Within the records below, reproduce without change the lines from the line that has "let first = response.chunk().await?.unwrap_or_default();" through the line that has "let Some(line) = line?", and only those.

____ Materials provided

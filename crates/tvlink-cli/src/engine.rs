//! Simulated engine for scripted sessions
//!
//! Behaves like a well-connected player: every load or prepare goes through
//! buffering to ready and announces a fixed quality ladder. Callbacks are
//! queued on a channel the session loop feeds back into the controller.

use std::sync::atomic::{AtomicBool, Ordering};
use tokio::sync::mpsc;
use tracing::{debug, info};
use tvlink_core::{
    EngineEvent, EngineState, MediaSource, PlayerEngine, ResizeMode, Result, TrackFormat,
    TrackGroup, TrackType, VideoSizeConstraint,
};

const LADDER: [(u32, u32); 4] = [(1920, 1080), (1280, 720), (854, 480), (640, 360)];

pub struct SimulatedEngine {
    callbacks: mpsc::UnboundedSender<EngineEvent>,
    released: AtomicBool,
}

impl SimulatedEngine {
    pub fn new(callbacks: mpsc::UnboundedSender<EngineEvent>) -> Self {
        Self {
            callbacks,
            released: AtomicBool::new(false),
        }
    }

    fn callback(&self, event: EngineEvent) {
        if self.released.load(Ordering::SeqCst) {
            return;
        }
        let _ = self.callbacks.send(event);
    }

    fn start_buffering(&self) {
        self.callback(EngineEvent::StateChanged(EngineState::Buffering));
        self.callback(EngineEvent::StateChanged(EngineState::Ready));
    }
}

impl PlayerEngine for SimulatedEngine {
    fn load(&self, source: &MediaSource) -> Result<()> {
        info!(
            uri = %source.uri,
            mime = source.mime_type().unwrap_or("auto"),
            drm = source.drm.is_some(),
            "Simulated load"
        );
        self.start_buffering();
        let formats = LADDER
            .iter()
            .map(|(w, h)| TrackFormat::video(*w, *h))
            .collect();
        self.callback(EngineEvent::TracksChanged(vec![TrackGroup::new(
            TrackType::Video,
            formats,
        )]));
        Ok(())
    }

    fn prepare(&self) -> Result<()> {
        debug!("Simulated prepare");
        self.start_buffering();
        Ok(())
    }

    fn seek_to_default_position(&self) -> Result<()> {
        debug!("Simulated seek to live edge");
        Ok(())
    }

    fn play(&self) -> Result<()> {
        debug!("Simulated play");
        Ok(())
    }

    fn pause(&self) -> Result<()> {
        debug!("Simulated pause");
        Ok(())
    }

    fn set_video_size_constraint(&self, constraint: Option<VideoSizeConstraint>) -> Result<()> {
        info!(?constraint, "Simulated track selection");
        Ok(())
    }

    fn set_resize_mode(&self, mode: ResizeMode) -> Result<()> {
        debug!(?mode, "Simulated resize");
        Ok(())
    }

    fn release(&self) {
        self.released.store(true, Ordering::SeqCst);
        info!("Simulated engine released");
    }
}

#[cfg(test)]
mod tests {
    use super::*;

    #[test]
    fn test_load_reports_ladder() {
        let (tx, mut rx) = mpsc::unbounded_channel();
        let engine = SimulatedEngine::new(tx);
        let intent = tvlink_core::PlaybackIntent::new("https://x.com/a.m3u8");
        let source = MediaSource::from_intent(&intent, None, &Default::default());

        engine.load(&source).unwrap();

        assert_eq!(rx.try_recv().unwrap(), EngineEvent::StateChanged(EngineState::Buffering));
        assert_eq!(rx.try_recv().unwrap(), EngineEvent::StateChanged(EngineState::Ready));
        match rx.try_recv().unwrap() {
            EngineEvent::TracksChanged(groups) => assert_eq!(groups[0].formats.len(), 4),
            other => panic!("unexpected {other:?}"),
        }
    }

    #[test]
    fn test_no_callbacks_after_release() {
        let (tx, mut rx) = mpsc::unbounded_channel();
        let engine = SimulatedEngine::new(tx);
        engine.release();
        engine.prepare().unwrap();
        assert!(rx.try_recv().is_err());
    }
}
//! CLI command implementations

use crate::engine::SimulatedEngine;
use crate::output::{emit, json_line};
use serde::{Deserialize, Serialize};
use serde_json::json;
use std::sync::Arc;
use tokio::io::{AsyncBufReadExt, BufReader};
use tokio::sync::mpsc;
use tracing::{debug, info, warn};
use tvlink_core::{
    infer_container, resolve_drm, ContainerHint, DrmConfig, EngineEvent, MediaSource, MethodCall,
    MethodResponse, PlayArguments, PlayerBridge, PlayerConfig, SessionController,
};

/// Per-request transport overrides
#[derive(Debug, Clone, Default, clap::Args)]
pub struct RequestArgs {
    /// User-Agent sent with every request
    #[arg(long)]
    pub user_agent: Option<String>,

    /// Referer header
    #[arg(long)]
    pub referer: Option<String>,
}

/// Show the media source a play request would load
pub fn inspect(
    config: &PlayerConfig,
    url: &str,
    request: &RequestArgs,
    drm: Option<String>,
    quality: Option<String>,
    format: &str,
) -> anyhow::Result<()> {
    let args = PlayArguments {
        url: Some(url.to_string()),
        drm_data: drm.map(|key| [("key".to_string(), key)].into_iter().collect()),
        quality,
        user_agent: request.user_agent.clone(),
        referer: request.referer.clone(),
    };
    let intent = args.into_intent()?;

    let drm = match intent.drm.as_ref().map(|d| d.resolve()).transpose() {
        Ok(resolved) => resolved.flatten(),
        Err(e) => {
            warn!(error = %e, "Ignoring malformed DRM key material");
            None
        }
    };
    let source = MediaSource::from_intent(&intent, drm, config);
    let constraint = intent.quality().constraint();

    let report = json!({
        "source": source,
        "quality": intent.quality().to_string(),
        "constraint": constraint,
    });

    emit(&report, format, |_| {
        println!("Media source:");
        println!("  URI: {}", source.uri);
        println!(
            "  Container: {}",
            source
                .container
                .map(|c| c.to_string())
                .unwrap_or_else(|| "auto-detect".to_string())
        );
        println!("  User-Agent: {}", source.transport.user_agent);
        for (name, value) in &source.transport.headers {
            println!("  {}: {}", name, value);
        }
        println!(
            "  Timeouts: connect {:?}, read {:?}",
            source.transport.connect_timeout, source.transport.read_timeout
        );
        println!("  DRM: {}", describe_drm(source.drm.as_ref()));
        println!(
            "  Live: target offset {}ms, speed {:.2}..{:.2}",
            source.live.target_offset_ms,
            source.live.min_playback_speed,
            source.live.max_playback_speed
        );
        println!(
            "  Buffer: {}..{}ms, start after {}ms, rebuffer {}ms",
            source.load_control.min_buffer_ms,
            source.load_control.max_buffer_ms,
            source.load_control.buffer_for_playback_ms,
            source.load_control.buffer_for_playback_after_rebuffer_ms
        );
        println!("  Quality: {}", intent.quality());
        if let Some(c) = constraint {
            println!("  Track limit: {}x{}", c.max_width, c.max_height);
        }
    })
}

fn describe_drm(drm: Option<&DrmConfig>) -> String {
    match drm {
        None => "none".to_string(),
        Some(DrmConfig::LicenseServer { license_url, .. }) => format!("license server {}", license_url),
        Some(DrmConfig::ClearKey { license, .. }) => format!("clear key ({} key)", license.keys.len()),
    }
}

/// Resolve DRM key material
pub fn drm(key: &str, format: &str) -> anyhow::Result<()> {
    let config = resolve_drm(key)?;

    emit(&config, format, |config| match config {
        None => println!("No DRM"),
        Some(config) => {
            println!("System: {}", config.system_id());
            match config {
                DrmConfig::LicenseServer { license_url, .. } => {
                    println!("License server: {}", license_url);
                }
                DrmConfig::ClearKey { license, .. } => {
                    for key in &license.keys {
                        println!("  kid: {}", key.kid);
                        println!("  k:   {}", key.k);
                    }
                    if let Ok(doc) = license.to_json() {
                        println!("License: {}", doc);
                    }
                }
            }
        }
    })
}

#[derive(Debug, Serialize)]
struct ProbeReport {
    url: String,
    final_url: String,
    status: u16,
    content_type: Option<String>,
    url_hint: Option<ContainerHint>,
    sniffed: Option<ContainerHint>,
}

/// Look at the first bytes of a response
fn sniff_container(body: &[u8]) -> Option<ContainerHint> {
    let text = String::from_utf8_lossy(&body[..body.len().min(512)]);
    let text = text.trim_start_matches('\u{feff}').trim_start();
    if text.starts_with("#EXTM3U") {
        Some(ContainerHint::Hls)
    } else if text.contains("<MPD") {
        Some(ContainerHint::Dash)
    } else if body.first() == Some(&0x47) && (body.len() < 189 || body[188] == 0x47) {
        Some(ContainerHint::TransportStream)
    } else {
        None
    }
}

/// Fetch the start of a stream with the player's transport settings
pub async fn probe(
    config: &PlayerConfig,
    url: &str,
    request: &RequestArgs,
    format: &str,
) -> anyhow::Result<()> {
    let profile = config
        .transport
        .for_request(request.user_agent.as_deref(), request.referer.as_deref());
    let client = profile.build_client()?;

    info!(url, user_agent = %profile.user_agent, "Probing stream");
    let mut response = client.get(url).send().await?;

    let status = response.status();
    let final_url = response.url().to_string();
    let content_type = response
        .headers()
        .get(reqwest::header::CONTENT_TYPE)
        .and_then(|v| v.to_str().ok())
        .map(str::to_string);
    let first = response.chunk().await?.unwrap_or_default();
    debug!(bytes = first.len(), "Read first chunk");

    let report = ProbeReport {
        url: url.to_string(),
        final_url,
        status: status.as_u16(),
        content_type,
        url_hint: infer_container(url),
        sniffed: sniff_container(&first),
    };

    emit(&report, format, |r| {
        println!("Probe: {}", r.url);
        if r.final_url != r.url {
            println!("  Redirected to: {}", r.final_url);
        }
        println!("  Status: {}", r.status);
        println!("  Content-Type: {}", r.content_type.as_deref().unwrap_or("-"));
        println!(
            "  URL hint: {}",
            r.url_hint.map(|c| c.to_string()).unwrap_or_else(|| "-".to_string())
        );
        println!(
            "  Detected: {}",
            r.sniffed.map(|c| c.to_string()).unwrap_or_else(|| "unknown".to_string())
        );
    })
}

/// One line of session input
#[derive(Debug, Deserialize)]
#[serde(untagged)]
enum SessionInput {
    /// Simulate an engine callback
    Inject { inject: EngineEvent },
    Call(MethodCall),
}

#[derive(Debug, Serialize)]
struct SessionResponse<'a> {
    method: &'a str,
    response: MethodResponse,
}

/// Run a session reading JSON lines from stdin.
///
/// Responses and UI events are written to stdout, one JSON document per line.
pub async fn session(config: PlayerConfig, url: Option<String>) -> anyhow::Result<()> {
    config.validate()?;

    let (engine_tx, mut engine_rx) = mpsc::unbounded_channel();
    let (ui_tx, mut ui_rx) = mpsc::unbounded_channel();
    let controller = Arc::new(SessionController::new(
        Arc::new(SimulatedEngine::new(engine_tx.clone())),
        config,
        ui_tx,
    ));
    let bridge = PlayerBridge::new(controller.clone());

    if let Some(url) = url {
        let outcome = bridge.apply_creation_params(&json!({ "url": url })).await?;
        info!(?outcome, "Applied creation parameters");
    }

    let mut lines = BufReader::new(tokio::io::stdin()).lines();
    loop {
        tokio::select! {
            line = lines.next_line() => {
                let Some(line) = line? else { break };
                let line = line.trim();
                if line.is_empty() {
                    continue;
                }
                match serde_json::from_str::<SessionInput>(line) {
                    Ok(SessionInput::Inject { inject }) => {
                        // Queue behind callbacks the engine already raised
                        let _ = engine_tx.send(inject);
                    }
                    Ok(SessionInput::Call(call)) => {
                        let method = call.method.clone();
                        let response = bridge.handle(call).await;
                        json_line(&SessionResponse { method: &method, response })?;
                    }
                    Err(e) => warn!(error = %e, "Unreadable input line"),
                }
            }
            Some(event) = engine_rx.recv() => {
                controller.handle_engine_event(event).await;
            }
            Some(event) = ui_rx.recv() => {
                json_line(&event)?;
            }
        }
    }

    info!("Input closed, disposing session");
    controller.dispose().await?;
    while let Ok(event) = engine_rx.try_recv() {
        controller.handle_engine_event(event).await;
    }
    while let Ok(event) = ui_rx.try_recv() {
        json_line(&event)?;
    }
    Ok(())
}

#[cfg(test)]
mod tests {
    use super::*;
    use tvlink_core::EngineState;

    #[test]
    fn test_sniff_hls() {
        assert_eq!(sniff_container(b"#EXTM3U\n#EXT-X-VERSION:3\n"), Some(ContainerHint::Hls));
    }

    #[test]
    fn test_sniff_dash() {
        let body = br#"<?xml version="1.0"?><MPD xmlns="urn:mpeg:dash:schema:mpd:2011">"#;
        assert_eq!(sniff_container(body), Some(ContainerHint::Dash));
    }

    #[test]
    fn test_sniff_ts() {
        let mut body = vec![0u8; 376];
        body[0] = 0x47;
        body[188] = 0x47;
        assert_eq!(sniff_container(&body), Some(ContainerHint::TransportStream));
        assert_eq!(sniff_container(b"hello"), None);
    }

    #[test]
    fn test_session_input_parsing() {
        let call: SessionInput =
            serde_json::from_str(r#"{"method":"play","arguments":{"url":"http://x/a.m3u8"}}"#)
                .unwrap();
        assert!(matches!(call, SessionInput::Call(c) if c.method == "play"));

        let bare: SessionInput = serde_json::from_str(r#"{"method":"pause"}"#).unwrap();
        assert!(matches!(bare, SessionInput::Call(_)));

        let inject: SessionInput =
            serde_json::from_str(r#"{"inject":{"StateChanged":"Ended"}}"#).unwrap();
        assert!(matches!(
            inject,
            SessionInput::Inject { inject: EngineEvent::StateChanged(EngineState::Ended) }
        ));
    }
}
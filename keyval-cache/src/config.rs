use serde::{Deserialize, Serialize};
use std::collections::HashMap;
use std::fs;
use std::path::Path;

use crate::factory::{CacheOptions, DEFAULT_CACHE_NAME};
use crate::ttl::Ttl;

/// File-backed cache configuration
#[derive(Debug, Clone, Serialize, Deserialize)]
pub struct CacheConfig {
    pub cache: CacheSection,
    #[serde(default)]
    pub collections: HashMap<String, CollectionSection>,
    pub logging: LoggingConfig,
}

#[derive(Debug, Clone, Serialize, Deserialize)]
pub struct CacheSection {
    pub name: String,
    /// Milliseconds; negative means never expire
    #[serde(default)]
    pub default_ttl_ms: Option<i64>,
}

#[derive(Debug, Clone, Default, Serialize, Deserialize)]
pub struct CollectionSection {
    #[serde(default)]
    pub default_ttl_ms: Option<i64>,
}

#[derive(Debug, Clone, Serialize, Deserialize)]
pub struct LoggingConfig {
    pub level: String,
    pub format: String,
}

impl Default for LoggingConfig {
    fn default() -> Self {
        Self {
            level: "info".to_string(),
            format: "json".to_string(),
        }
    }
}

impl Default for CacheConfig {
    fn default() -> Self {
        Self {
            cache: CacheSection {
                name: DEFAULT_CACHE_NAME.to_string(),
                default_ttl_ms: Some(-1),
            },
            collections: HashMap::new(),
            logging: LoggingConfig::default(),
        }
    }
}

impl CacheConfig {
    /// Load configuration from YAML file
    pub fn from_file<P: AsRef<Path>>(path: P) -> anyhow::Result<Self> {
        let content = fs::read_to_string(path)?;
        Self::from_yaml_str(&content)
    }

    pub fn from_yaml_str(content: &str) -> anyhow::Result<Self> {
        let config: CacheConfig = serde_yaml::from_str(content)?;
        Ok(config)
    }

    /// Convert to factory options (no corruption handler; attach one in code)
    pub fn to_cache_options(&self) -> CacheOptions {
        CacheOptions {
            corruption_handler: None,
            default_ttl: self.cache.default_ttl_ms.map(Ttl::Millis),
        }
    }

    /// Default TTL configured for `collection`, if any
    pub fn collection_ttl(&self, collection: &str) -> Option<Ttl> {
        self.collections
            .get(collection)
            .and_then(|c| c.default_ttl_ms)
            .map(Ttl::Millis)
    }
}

________

→ Written solution:
    let first = response.chunk().await?.unwrap_or_default();
    debug!(bytes = first.len(), "Read first chunk");

    let report = ProbeReport {
        url: url.to_string(),
        final_url,
        status: status.as_u16(),
        content_type,
        url_hint: infer_container(url),
        sniffed: sniff_container(&first),
    };

    emit(&report, format, |r| {
        println!("Probe: {}", r.url);
        if r.final_url != r.url {
            println!("  Redirected to: {}", r.final_url);
        }
        println!("  Status: {}", r.status);
        println!("  Content-Type: {}", r.content_type.as_deref().unwrap_or("-"));
        println!(
            "  URL hint: {}",
            r.url_hint.map(|c| c.to_string()).unwrap_or_else(|| "-".to_string())
        );
        println!(
            "  Detected: {}",
            r.sniffed.map(|c| c.to_string()).unwrap_or_else(|| "unknown".to_string())
        );
    })
}

/// One line of session input
#[derive(Debug, Deserialize)]
#[serde(untagged)]
enum SessionInput {
    /// Simulate an engine callback
    Inject { inject: EngineEvent },
    Call(MethodCall),
}

#[derive(Debug, Serialize)]
struct SessionResponse<'a> {
    method: &'a str,
    response: MethodResponse,
}

/// Run a session reading JSON lines from stdin.
///
/// Responses and UI events are written to stdout, one JSON document per line.
pub async fn session(config: PlayerConfig, url: Option<String>) -> anyhow::Result<()> {
    config.validate()?;

    let (engine_tx, mut engine_rx) = mpsc::unbounded_channel();
    let (ui_tx, mut ui_rx) = mpsc::unbounded_channel();
    let controller = Arc::new(SessionController::new(
        Arc::new(SimulatedEngine::new(engine_tx.clone())),
        config,
        ui_tx,
    ));
    let bridge = PlayerBridge::new(controller.clone());

    if let Some(url) = url {
        let outcome = bridge.apply_creation_params(&json!({ "url": url })).await?;
        info!(?outcome, "Applied creation parameters");
    }

    let mut lines = BufReader::new(tokio::io::stdin()).lines();
    loop {
        tokio::select! {
            line = lines.next_line() => {
                let Some(line) = line? else { break };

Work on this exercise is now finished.